No con palabras, sino con ecos.

Y no cualquier eco… con hambre.

—Aún no lo has abierto —dijo Elian, como si le leyera los pensamientos.

Ariana negó con la cabeza.

—No.

Algo me detiene.

Como si al hacerlo…

despertara a quien lo quiere.

—¿Tú crees que el traidor lo está buscando?

—No.

—Lo miró—.

Creo que el traidor ya sabe dónde está.

Solo espera que yo lo abra.

Elian frunció el ceño.

—¿Para qué?

Ariana bajó la mirada hacia la tela que lo envolvía, atada en su cintura.

Cada tanto, sentía calor contra su piel.

O frío.

Como si lo que hubiera dentro no obedeciera al tiempo ni al espacio.

—Porque hay algo dentro que no pertenece ni al Codex ni al círculo —murmuró—.

Algo que fue sellado para evitar que la ruptura se completara.

Algo que quien me traicionó… necesita.

Elian se acercó más.

No por curiosidad.

Por protección.

—¿Qué crees que hay dentro?

Ella dudó.

—Recuerdos.

Pero no solo míos.

Algo más antiguo.

Algo que se escondió dentro de mí desde que nací.

Y ese relicario… es la llave para romper ese candado.

Elian estiró la mano y, con delicadeza, tomó las de ella.

—Entonces no lo abras sola.

Ariana parpadeó.

Por un segundo, el peso de todo pareció ceder.

Dejó que sus dedos se entrelazaran con los de él.

—No sé qué veré cuando lo haga —susurró—.
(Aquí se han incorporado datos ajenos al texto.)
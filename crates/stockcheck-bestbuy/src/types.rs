//! Response types for `GET /v1/products/{sku}/stores.json`.
//!
//! The endpoint omits `stores` entirely (or sends `null`) when nothing is in
//! stock near the postal code; both cases read as an empty list.

use serde::Deserialize;
use stockcheck_core::StoreRecord;

#[derive(Debug, Deserialize)]
pub struct StoresResponse {
    #[serde(default)]
    pub stores: Option<Vec<StoreRecord>>,
}

impl StoresResponse {
    #[must_use]
    pub fn into_stores(self) -> Vec<StoreRecord> {
        self.stores.unwrap_or_default()
    }
}
pub mod client;
pub mod error;
pub mod types;

pub use client::{BestBuyClient, BestBuyConfig};
pub use error::BestBuyError;
pub use types::StoresResponse;
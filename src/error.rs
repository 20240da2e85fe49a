use crate::vertex::VertexId;

/// Errors raised by graph construction and lookup when validation is
/// enabled.  Graphs in [`Mode::Fast`](crate::sparse::Mode::Fast) skip the
/// duplicate and existence checks entirely, so most of these can only occur
/// in strict mode; the exception is `UnknownVertex`, which fast mode still
/// reports when an id falls outside the 1-based index range.
#[derive(Debug, Clone, PartialEq, Eq, thiserror::Error)]
#[non_exhaustive]
pub enum GraphError {
    /// A vertex with this id already exists in the graph.
    #[error("vertex with id {id} already exists in the graph")]
    DuplicateVertex { id: VertexId },
    /// An edge between this ordered pair of vertices already exists.
    #[error("edge from {from} to {into} already exists in the graph")]
    DuplicateEdge { from: VertexId, into: VertexId },
    /// An operation referenced an id that is not present in the graph.
    #[error("no vertex with id {id} in the graph")]
    UnknownVertex { id: VertexId },
}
Pero sé que no saldré igual.

—Nadie lo hace —respondió él—.

Pero si salís, salís conmigo.

Por primera vez en días, Ariana sintió una grieta en el muro que había construido alrededor de sí misma.

Y no dolía.

Era… humano.

Era alivio.

El relicario vibró.

Como si respondiera a esa conexión.

Como si esperara exactamente eso: que Ariana ya no dudara.

Ella lo notó y retrocedió un paso.

—No.

Aún no.

—Su voz fue firme, y el relicario volvió a calmarse—.

Primero tengo que saber qué parte de mí fue marcada por él.

Elian asintió.

—Entonces vayamos a donde puedas escuchar esa parte.

El Codex, desde su bolso, se abrió por sí solo.

Una sola palabra escrita en tinta oscura apareció en una página nueva: “Ascentia.” Ariana leyó en voz baja.

—Las ruinas del juramento mayor.

Elian la miró, alerta.

—Ese sitio fue sellado después del último pacto.

Nadie que haya entrado ha salido cuerdo.

—Entonces es el lugar perfecto —dijo ella con un tono más decidido—.

Porque la cordura nunca me salvó.

Y así, con el relicario aún cerrado, el Codex guiando su paso, y la marca brillando bajo la piel, Ariana y Elian abandonaron las ruinas del primer círculo… sin saber que quien los seguía ya no se ocultaba para espiarlos, sino para interceptarlos.

Porque el traidor… también estaba marcado.

Y el relicario… alguna vez, le perteneció.